I am trying to send an array of float values(height map) to GLSL as a GL_TEXTURE_2D. While I have the samplers set right, the issue comes from the clamping that happens when I upload the texture using glTexImage2D().

  glGenTextures(1, &_idnewTID);
  glBindTexture(GL_TEXTURE_2D, _idnewTID);

  glTexParameteri(GL_TEXTURE_2D, GL_TEXTURE_MAG_FILTER, GL_NEAREST);
  glTexParameteri(GL_TEXTURE_2D, GL_TEXTURE_MIN_FILTER, GL_NEAREST);

  glTexParameteri(GL_TEXTURE_2D, GL_TEXTURE_WRAP_S, GL_CLAMP_TO_EDGE);
  glTexParameteri(GL_TEXTURE_2D, GL_TEXTURE_WRAP_T, GL_CLAMP_TO_EDGE);

  glTexImage2D(GL_TEXTURE_2D, 0, GL_RED, regMesh._cols, regMesh._rows, 0, GL_RED, GL_FLOAT, regMesh._heightMap);

The values that I am sending are in the range 900.0f to 1590.0f. But this gets completely clamped out to 1.0f as it loads into the GL_TEXTURE_2D.

How do I preserve the values from being clamped to [0,1]. How should I modify the glTexImage2D() function to get this achieved?

P.S I know the sampler works fine because when I divide the values by 1500.0f and upload it to GPU and scale it in the shader, I get the proper height map structure.

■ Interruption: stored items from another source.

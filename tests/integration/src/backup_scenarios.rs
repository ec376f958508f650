//! Backup scenarios spanning the editor and the backup manager

use pretty_assertions::assert_eq;
use sshcfg_core::backup::{BackupManager, PruneOptions, parse_cutoff};
use sshcfg_core::{ConfigEditor, EditorConfig};
use sshcfg_test_utils::{SAMPLE_CONFIG, fake_backup, sample_config, temp_config};
use std::fs;
use tempfile::TempDir;

const NEWER: &str = "20240101010101";
const OLDER: &str = "20231224083000";

#[test]
fn test_prune_by_count_and_cutoff_select_the_older() {
    let (_temp, config) = temp_config("Host a\n");
    let newer = fake_backup(&config, NEWER, "new\n");
    let older = fake_backup(&config, OLDER, "old\n");
    let manager = BackupManager::new(&config);

    let by_count = manager
        .prune(&PruneOptions {
            keep: Some(1),
            dry_run: true,
            ..PruneOptions::default()
        })
        .unwrap();
    let by_cutoff = manager
        .prune(&PruneOptions {
            before: Some(parse_cutoff("20240101000000").unwrap()),
            dry_run: true,
            ..PruneOptions::default()
        })
        .unwrap();

    assert_eq!(by_count.selected, vec![older.clone()]);
    assert_eq!(by_cutoff.selected, vec![older.clone()]);
    assert!(newer.exists());
    assert!(older.exists());

    let report = manager
        .prune(&PruneOptions {
            keep: Some(1),
            ..PruneOptions::default()
        })
        .unwrap();
    assert_eq!(report.removed, vec![older.clone()]);
    assert!(report.failed.is_empty());
    assert!(!older.exists());
    assert!(newer.exists());
}

#[test]
fn test_restore_prefers_newest_of_two_matches() {
    let (_temp, config) = temp_config("Host current\n");
    // Matched by file name.
    fake_backup(&config, NEWER, "Host stamped\n");
    // Matched by stamp; no parseable stamp, so it sorts by its fresh mtime.
    fake_backup(&config, &format!("config.backup.{NEWER}"), "Host fresh\n");

    let manager = BackupManager::new(&config);
    let selector = format!("config.backup.{NEWER}");
    let entries = manager.discover().unwrap();
    assert_eq!(entries.iter().filter(|e| e.matches(&selector)).count(), 2);

    manager.restore(&selector, false).unwrap();
    assert_eq!(fs::read_to_string(&config).unwrap(), "Host fresh\n");
}

#[test]
fn test_edit_then_restore_returns_previous_content() {
    let temp = TempDir::new().unwrap();
    let sample = sample_config(temp.path());
    let editor = ConfigEditor::new();

    let backup = editor
        .append(&sample.config, &["bar".to_string()], &[])
        .unwrap()
        .expect("sample config is non-empty");
    assert_eq!(backup.parent().unwrap(), sample.ssh_dir.join("backups"));
    assert_ne!(fs::read_to_string(&sample.config).unwrap(), SAMPLE_CONFIG);

    let outcome = editor
        .backups_for(&sample.config)
        .restore(&backup.to_string_lossy(), false)
        .unwrap();

    assert_eq!(outcome.restored_from, backup);
    assert_eq!(fs::read_to_string(&sample.config).unwrap(), SAMPLE_CONFIG);
}

#[test]
fn test_custom_backup_directory_from_toml() {
    let (temp, config) = temp_config("Host a\n");
    let settings = EditorConfig::from_toml_str("[backups]\ndirectory = \"ssh-history\"\n").unwrap();
    let editor = ConfigEditor::with_config(settings);

    let backup = editor
        .append(&config, &["b".to_string()], &[])
        .unwrap()
        .unwrap();

    assert_eq!(backup.parent().unwrap(), temp.path().join("ssh-history"));
    assert_eq!(editor.backups_for(&config).discover().unwrap().len(), 1);
    assert!(!temp.path().join("backups").exists());
}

Regazzi answered 21/5, 2019 at 20:45 Comment(0)
M
7

First, you should always use a sized internal format (that's the third parameter of glTexImage*). GL_RED leaves too much up to the implementation.

Second, you are trying to store and use floating-point data. So you need to choose a floating-point internal format, rather than a normalized integer one. If the internal format's size doesn't end in F, then it's not storing floating-point values. GL_R32F would be appropriate.